D'abord l'indivisibilité de la garantie ne s'applique qu'à l'un de ses deux objets (v. art. 415, 2e al.), à savoir à la défense, à la protection de l'acquéreur contre les dangers et les menaces d'éviction (nemn pro parte dp/endi pot-est, "personne ne peut être défendu pour partie"); or, ici, il ne s'agit plus de protéger le copartageant contre l'éviction imminente, mais de l'indemniser de l'éviction consommée, ce qui peut se faire par parties.

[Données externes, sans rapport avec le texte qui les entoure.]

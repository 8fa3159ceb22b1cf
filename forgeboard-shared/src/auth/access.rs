/// Authorization engine
///
/// This module decides whether an authenticated caller may perform an
/// operation. Every protected handler builds an [`Access`] descriptor for
/// the operation and runs it through [`authorize`]; nothing else in the
/// codebase grants or denies access.
///
/// # Decision Order
///
/// The rules are evaluated in a fixed order and the first match wins:
///
/// 1. **Super admin override**: a `SuperAdmin` caller passes every check.
/// 2. **Super-admin-only gate**: if the operation is marked super-admin-only,
///    everyone else is denied here.
/// 3. **Ownership**: if the operation names an owner and the caller is that
///    owner, allow.
/// 4. **Permission flag**: if the operation names a permission and the caller
///    holds the flag, allow.
/// 5. **Deny** with the most specific error available.
///
/// Role never shortcuts rules 2-5: an `Admin` without `can_delete_users`
/// cannot delete users, and a `Client` who owns a project can manage it.
///
/// # Example
///
/// ```
/// use forgeboard_shared::auth::access::{authorize, Access, Caller, Permission, PermissionSet};
/// use forgeboard_shared::models::user::UserRole;
/// use uuid::Uuid;
///
/// let owner = Uuid::new_v4();
/// let caller = Caller {
///     user_id: owner,
///     role: UserRole::Client,
///     permissions: PermissionSet::default(),
/// };
///
/// // Owner passes without any permission flag
/// let access = Access::new()
///     .permission(Permission::ManageProjects)
///     .owned_by(owner);
/// assert!(authorize(&caller, &access).is_ok());
/// ```

use uuid::Uuid;

use crate::models::user::{User, UserRole};

/// Error type for authorization decisions
///
/// Every variant maps to HTTP 403 at the API layer. Unauthenticated
/// requests never reach this module.
#[derive(Debug, Clone, PartialEq, Eq, thiserror::Error)]
pub enum AccessError {
    /// Operation is restricted to super admins
    #[error("This operation requires super admin access")]
    SuperAdminOnly,

    /// Caller lacks the required permission flag
    #[error("Missing required permission: {0}")]
    MissingPermission(Permission),

    /// Caller is neither the owner nor otherwise permitted
    #[error("Not authorized to access this resource")]
    NotAuthorized,
}

/// Grantable permission flags
///
/// Each variant corresponds to one boolean column on the users table.
/// Flags are granted per user by admins; roles carry no implicit flags
/// except that `SuperAdmin` bypasses flag checks entirely.
#[derive(Debug, Clone, Copy, PartialEq, Eq)]
pub enum Permission {
    /// Approve or reject pending registrations
    ApproveUsers,

    /// Delete user accounts
    DeleteUsers,

    /// Create, update, and delete any project
    ManageProjects,

    /// Assign tasks to users
    AssignTasks,

    /// View projects regardless of ownership or membership
    ViewAllProjects,
}

impl Permission {
    /// Gets permission as its wire/column name
    pub fn as_str(&self) -> &'static str {
        match self {
            Permission::ApproveUsers => "can_approve_users",
            Permission::DeleteUsers => "can_delete_users",
            Permission::ManageProjects => "can_manage_projects",
            Permission::AssignTasks => "can_assign_tasks",
            Permission::ViewAllProjects => "can_view_all_projects",
        }
    }
}

impl std::fmt::Display for Permission {
    fn fmt(&self, f: &mut std::fmt::Formatter<'_>) -> std::fmt::Result {
        f.write_str(self.as_str())
    }
}

/// The permission flags a caller holds
#[derive(Debug, Clone, Copy, Default, PartialEq, Eq)]
pub struct PermissionSet {
    pub approve_users: bool,
    pub delete_users: bool,
    pub manage_projects: bool,
    pub assign_tasks: bool,
    pub view_all_projects: bool,
}

impl PermissionSet {
    /// A set with every flag granted
    pub fn all() -> Self {
        Self {
            approve_users: true,
            delete_users: true,
            manage_projects: true,
            assign_tasks: true,
            view_all_projects: true,
        }
    }

    /// Checks whether a flag is held
    pub fn has(&self, permission: Permission) -> bool {
        match permission {
            Permission::ApproveUsers => self.approve_users,
            Permission::DeleteUsers => self.delete_users,
            Permission::ManageProjects => self.manage_projects,
            Permission::AssignTasks => self.assign_tasks,
            Permission::ViewAllProjects => self.view_all_projects,
        }
    }
}

/// The authenticated identity an authorization decision runs against
///
/// Built once per request from the freshly loaded user row, so role and
/// flag changes take effect on the next request, not the next login.
#[derive(Debug, Clone, Copy)]
pub struct Caller {
    pub user_id: Uuid,
    pub role: UserRole,
    pub permissions: PermissionSet,
}

impl Caller {
    /// Builds a caller from a loaded user row
    pub fn from_user(user: &User) -> Self {
        Self {
            user_id: user.id,
            role: user.role,
            permissions: PermissionSet {
                approve_users: user.can_approve_users,
                delete_users: user.can_delete_users,
                manage_projects: user.can_manage_projects,
                assign_tasks: user.can_assign_tasks,
                view_all_projects: user.can_view_all_projects,
            },
        }
    }

    /// Convenience check used by handlers that branch on visibility
    pub fn is_super_admin(&self) -> bool {
        self.role == UserRole::SuperAdmin
    }
}

/// Describes what an operation demands of the caller
///
/// Built fluently: any combination of a required permission, a resource
/// owner, and the super-admin-only gate. An empty descriptor denies
/// everyone except super admins.
#[derive(Debug, Clone, Copy, Default)]
pub struct Access {
    permission: Option<Permission>,
    owner: Option<Uuid>,
    super_admin_only: bool,
}

impl Access {
    pub fn new() -> Self {
        Self::default()
    }

    /// Allow callers holding this permission flag
    pub fn permission(mut self, permission: Permission) -> Self {
        self.permission = Some(permission);
        self
    }

    /// Allow the owner of the resource
    pub fn owned_by(mut self, owner: Uuid) -> Self {
        self.owner = Some(owner);
        self
    }

    /// Restrict the operation to super admins
    pub fn super_admin_only(mut self) -> Self {
        self.super_admin_only = true;
        self
    }
}

/// Runs the authorization decision
///
/// See the module docs for the rule order. Returns `Ok(())` when the
/// caller may proceed.
pub fn authorize(caller: &Caller, access: &Access) -> Result<(), AccessError> {
    // Rule 1: super admin override
    if caller.role == UserRole::SuperAdmin {
        return Ok(());
    }

    // Rule 2: super-admin-only gate
    if access.super_admin_only {
        return Err(AccessError::SuperAdminOnly);
    }

    // Rule 3: ownership
    if let Some(owner) = access.owner {
        if owner == caller.user_id {
            return Ok(());
        }
    }

    // Rule 4: permission flag
    if let Some(permission) = access.permission {
        if caller.permissions.has(permission) {
            return Ok(());
        }
    }

    // Rule 5: deny with the most specific error
    match access.permission {
        Some(permission) => Err(AccessError::MissingPermission(permission)),
        None => Err(AccessError::NotAuthorized),
    }
}

#[cfg(test)]
mod tests {
    use super::*;

    fn caller(role: UserRole, permissions: PermissionSet) -> Caller {
        Caller {
            user_id: Uuid::new_v4(),
            role,
            permissions,
        }
    }

    #[test]
    fn test_super_admin_passes_everything() {
        let c = caller(UserRole::SuperAdmin, PermissionSet::default());

        assert!(authorize(&c, &Access::new()).is_ok());
        assert!(authorize(&c, &Access::new().super_admin_only()).is_ok());
        assert!(authorize(&c, &Access::new().permission(Permission::DeleteUsers)).is_ok());
        assert!(authorize(&c, &Access::new().owned_by(Uuid::new_v4())).is_ok());
    }

    #[test]
    fn test_super_admin_only_gate() {
        let access = Access::new()
            .super_admin_only()
            .permission(Permission::ManageProjects);

        // Even a caller holding the flag is denied at the gate
        let admin = caller(UserRole::Admin, PermissionSet::all());
        assert_eq!(
            authorize(&admin, &access),
            Err(AccessError::SuperAdminOnly)
        );

        // And so is the owner
        let owner = caller(UserRole::Admin, PermissionSet::all());
        let owned = Access::new().super_admin_only().owned_by(owner.user_id);
        assert_eq!(authorize(&owner, &owned), Err(AccessError::SuperAdminOnly));
    }

    #[test]
    fn test_ownership_allows_without_flags() {
        let c = caller(UserRole::Client, PermissionSet::default());
        let access = Access::new()
            .permission(Permission::ManageProjects)
            .owned_by(c.user_id);

        assert!(authorize(&c, &access).is_ok());
    }

    #[test]
    fn test_permission_flag_allows_non_owner() {
        let mut perms = PermissionSet::default();
        perms.manage_projects = true;

        let c = caller(UserRole::Developer, perms);
        let access = Access::new()
            .permission(Permission::ManageProjects)
            .owned_by(Uuid::new_v4());

        assert!(authorize(&c, &access).is_ok());
    }

    #[test]
    fn test_role_does_not_imply_flags() {
        // Admin role without the flag is still denied
        let admin = caller(UserRole::Admin, PermissionSet::default());
        let access = Access::new().permission(Permission::DeleteUsers);

        assert_eq!(
            authorize(&admin, &access),
            Err(AccessError::MissingPermission(Permission::DeleteUsers))
        );
    }

    #[test]
    fn test_deny_picks_specific_error() {
        let c = caller(UserRole::Developer, PermissionSet::default());

        // With a named permission, the error says which flag is missing
        let flagged = Access::new().permission(Permission::AssignTasks);
        assert_eq!(
            authorize(&c, &flagged),
            Err(AccessError::MissingPermission(Permission::AssignTasks))
        );

        // Ownership-only check falls back to the generic denial
        let owned = Access::new().owned_by(Uuid::new_v4());
        assert_eq!(authorize(&c, &owned), Err(AccessError::NotAuthorized));

        // Empty descriptor denies everyone but super admins
        assert_eq!(
            authorize(&c, &Access::new()),
            Err(AccessError::NotAuthorized)
        );
    }

    #[test]
    fn test_permission_set_has() {
        let all = PermissionSet::all();
        let none = PermissionSet::default();

        for p in [
            Permission::ApproveUsers,
            Permission::DeleteUsers,
            Permission::ManageProjects,
            Permission::AssignTasks,
            Permission::ViewAllProjects,
        ] {
            assert!(all.has(p));
            assert!(!none.has(p));
        }
    }

    #[test]
    fn test_permission_wire_names() {
        assert_eq!(Permission::ApproveUsers.as_str(), "can_approve_users");
        assert_eq!(Permission::ViewAllProjects.as_str(), "can_view_all_projects");
        assert_eq!(
            Permission::DeleteUsers.to_string(),
            "can_delete_users"
        );
    }
}
/// Contact-form message model
///
/// Public intake: anyone may create a message; only admins read and
/// triage them.

use chrono::{DateTime, Utc};
use serde::{Deserialize, Serialize};
use uuid::Uuid;

/// Triage state of a contact message
#[derive(Debug, Clone, Copy, PartialEq, Eq, Serialize, Deserialize, sqlx::Type)]
#[sqlx(type_name = "contact_status", rename_all = "snake_case")]
#[serde(rename_all = "snake_case")]
pub enum ContactStatus {
    New,
    InReview,
    Closed,
}

impl ContactStatus {
    pub fn as_str(&self) -> &'static str {
        match self {
            ContactStatus::New => "new",
            ContactStatus::InReview => "in_review",
            ContactStatus::Closed => "closed",
        }
    }
}

/// Contact message row
#[derive(Debug, Clone, Serialize, Deserialize, sqlx::FromRow)]
pub struct ContactMessage {
    pub id: Uuid,

    pub name: String,

    pub email: String,

    pub subject: String,

    pub body: String,

    pub status: ContactStatus,

    pub created_at: DateTime<Utc>,
}

/// Input for creating a contact message
#[derive(Debug, Clone)]
pub struct CreateContactMessage {
    pub name: String,
    pub email: String,
    pub subject: String,
    pub body: String,
}

impl ContactMessage {
    pub async fn create(
        executor: impl sqlx::PgExecutor<'_>,
        data: CreateContactMessage,
    ) -> Result<Self, sqlx::Error> {
        sqlx::query_as::<_, ContactMessage>(
            r#"
            INSERT INTO contact_messages (name, email, subject, body)
            VALUES ($1, $2, $3, $4)
            RETURNING id, name, email, subject, body, status, created_at
            "#,
        )
        .bind(data.name)
        .bind(data.email)
        .bind(data.subject)
        .bind(data.body)
        .fetch_one(executor)
        .await
    }

    pub async fn find_by_id(
        executor: impl sqlx::PgExecutor<'_>,
        id: Uuid,
    ) -> Result<Option<Self>, sqlx::Error> {
        sqlx::query_as::<_, ContactMessage>(
            r#"
            SELECT id, name, email, subject, body, status, created_at
            FROM contact_messages
            WHERE id = $1
            "#,
        )
        .bind(id)
        .fetch_optional(executor)
        .await
    }

    pub async fn list(
        executor: impl sqlx::PgExecutor<'_>,
        limit: i64,
        offset: i64,
    ) -> Result<Vec<Self>, sqlx::Error> {
        sqlx::query_as::<_, ContactMessage>(
            r#"
            SELECT id, name, email, subject, body, status, created_at
            FROM contact_messages
            ORDER BY created_at DESC
            LIMIT $1 OFFSET $2
            "#,
        )
        .bind(limit)
        .bind(offset)
        .fetch_all(executor)
        .await
    }

    pub async fn count(executor: impl sqlx::PgExecutor<'_>) -> Result<i64, sqlx::Error> {
        sqlx::query_scalar("SELECT COUNT(*) FROM contact_messages")
            .fetch_one(executor)
            .await
    }

    pub async fn set_status(
        executor: impl sqlx::PgExecutor<'_>,
        id: Uuid,
        status: ContactStatus,
    ) -> Result<Option<Self>, sqlx::Error> {
        sqlx::query_as::<_, ContactMessage>(
            r#"
            UPDATE contact_messages SET status = $2
            WHERE id = $1
            RETURNING id, name, email, subject, body, status, created_at
            "#,
        )
        .bind(id)
        .bind(status)
        .fetch_optional(executor)
        .await
    }

    pub async fn delete(
        executor: impl sqlx::PgExecutor<'_>,
        id: Uuid,
    ) -> Result<bool, sqlx::Error> {
        let result = sqlx::query("DELETE FROM contact_messages WHERE id = $1")
            .bind(id)
            .execute(executor)
            .await?;

        Ok(result.rows_affected() > 0)
    }
}
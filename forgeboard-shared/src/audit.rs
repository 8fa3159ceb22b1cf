/// Post-commit side effects: activity records and notifications
///
/// Mutating handlers collect their side effects into a [`PostCommit`] list
/// while the transaction is open, commit, and then run the list against the
/// pool. A failed effect is logged and skipped; the committed mutation is
/// never rolled back for it, and remaining effects still run.
///
/// # Example
///
/// ```no_run
/// use forgeboard_shared::audit::PostCommit;
/// use forgeboard_shared::models::activity_log::ActivityType;
/// use serde_json::json;
/// use sqlx::PgPool;
/// use uuid::Uuid;
///
/// # async fn example(pool: PgPool, admin_id: Uuid, user_id: Uuid) {
/// let mut effects = PostCommit::new(admin_id);
/// effects.activity(
///     ActivityType::UserApproved,
///     Some(user_id),
///     Some("user"),
///     json!({ "approved": true }),
/// );
/// effects.notify(user_id, "Account approved", "You can now sign in.");
/// // ... commit the transaction first ...
/// effects.run(&pool).await;
/// # }
/// ```

use serde_json::Value as JsonValue;
use sqlx::PgPool;
use uuid::Uuid;

use crate::models::activity_log::{ActivityLog, ActivityType};
use crate::models::notification::Notification;

/// One pending activity record
#[derive(Debug, Clone)]
pub struct AuditEntry {
    pub activity_type: ActivityType,
    pub target_id: Option<Uuid>,
    pub target_type: Option<String>,
    pub details: JsonValue,
}

/// One pending notification
#[derive(Debug, Clone)]
pub struct NotificationDraft {
    pub user_id: Uuid,
    pub title: String,
    pub body: String,
}

/// Appends one activity record, logging instead of failing
///
/// For one-off appends outside a [`PostCommit`] list, such as anonymous
/// contact intake where no performer exists.
pub async fn record(
    pool: &PgPool,
    activity_type: ActivityType,
    performer_id: Option<Uuid>,
    target_id: Option<Uuid>,
    target_type: Option<&str>,
    details: JsonValue,
) {
    if let Err(e) = ActivityLog::append(
        pool,
        activity_type,
        performer_id,
        target_id,
        target_type,
        details,
    )
    .await
    {
        tracing::warn!(
            error = %e,
            activity_type = activity_type.as_str(),
            "failed to append activity record"
        );
    }
}

/// Side effects collected during a mutation, executed after commit
#[derive(Debug)]
pub struct PostCommit {
    performer_id: Uuid,
    entries: Vec<AuditEntry>,
    notifications: Vec<NotificationDraft>,
}

impl PostCommit {
    /// Starts an empty effect list attributed to one performer
    pub fn new(performer_id: Uuid) -> Self {
        Self {
            performer_id,
            entries: Vec::new(),
            notifications: Vec::new(),
        }
    }

    /// Queues an activity record
    pub fn activity(
        &mut self,
        activity_type: ActivityType,
        target_id: Option<Uuid>,
        target_type: Option<&str>,
        details: JsonValue,
    ) {
        self.entries.push(AuditEntry {
            activity_type,
            target_id,
            target_type: target_type.map(|s| s.to_string()),
            details,
        });
    }

    /// Queues a notification for a user
    pub fn notify(&mut self, user_id: Uuid, title: &str, body: &str) {
        self.notifications.push(NotificationDraft {
            user_id,
            title: title.to_string(),
            body: body.to_string(),
        });
    }

    /// Number of queued effects
    pub fn len(&self) -> usize {
        self.entries.len() + self.notifications.len()
    }

    pub fn is_empty(&self) -> bool {
        self.entries.is_empty() && self.notifications.is_empty()
    }

    /// Executes every queued effect against the pool
    ///
    /// Call this only after the owning transaction has committed. Each
    /// failure is logged at warn level and the rest still run.
    pub async fn run(self, pool: &PgPool) {
        for entry in self.entries {
            record(
                pool,
                entry.activity_type,
                Some(self.performer_id),
                entry.target_id,
                entry.target_type.as_deref(),
                entry.details,
            )
            .await;
        }

        for draft in self.notifications {
            if let Err(e) =
                Notification::create(pool, draft.user_id, &draft.title, &draft.body).await
            {
                tracing::warn!(
                    user_id = %draft.user_id,
                    error = %e,
                    "failed to create notification"
                );
            }
        }
    }
}

#[cfg(test)]
mod tests {
    use super::*;
    use serde_json::json;

    #[test]
    fn test_queueing() {
        let mut effects = PostCommit::new(Uuid::new_v4());
        assert!(effects.is_empty());

        effects.activity(
            ActivityType::ProjectCreated,
            Some(Uuid::new_v4()),
            Some("project"),
            json!({ "name": "Website refresh" }),
        );
        effects.notify(Uuid::new_v4(), "New project", "You were added to a project.");
        effects.notify(Uuid::new_v4(), "New project", "You were added to a project.");

        assert_eq!(effects.len(), 3);
        assert!(!effects.is_empty());
    }

    #[test]
    fn test_entry_fields() {
        let performer = Uuid::new_v4();
        let target = Uuid::new_v4();

        let mut effects = PostCommit::new(performer);
        effects.activity(
            ActivityType::TaskAssigned,
            Some(target),
            Some("task"),
            json!({ "assignee": "dev" }),
        );

        let entry = &effects.entries[0];
        assert_eq!(entry.target_id, Some(target));
        assert_eq!(entry.target_type.as_deref(), Some("task"));
        assert_eq!(entry.details["assignee"], "dev");
    }
}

Quant à l'indivisibilité du privilége, on va voir qu'elle est respectée, ici comme ailleurs. Mais il faut remarquer d'abord qu'elle ne s'applique qu'à un privilége déjà né. Il est certain que celui qui a un privilége pour une créance d'un chiffre déterminé, l'exerce en entier contre chaque débiteur et sur chaque partie de l'immeuble grevé (v. art. 1137). Ici le principe sera respecté, en ce sens que la créance du copartageant évincé, une fois née dans les limites que la loi lui assigne, jouira de l'indivisibilité ordinaire du privilége.
Mais, dans quelle mesure, pour quelle somme naîtra la créance de l'évincé contre ses garants ? Nous avons vu que c'est une créance d'indemnité, de nature divisible, elle naîtra donc divisée entre chaque copartageant, pour sa part dans la copropriété primitive.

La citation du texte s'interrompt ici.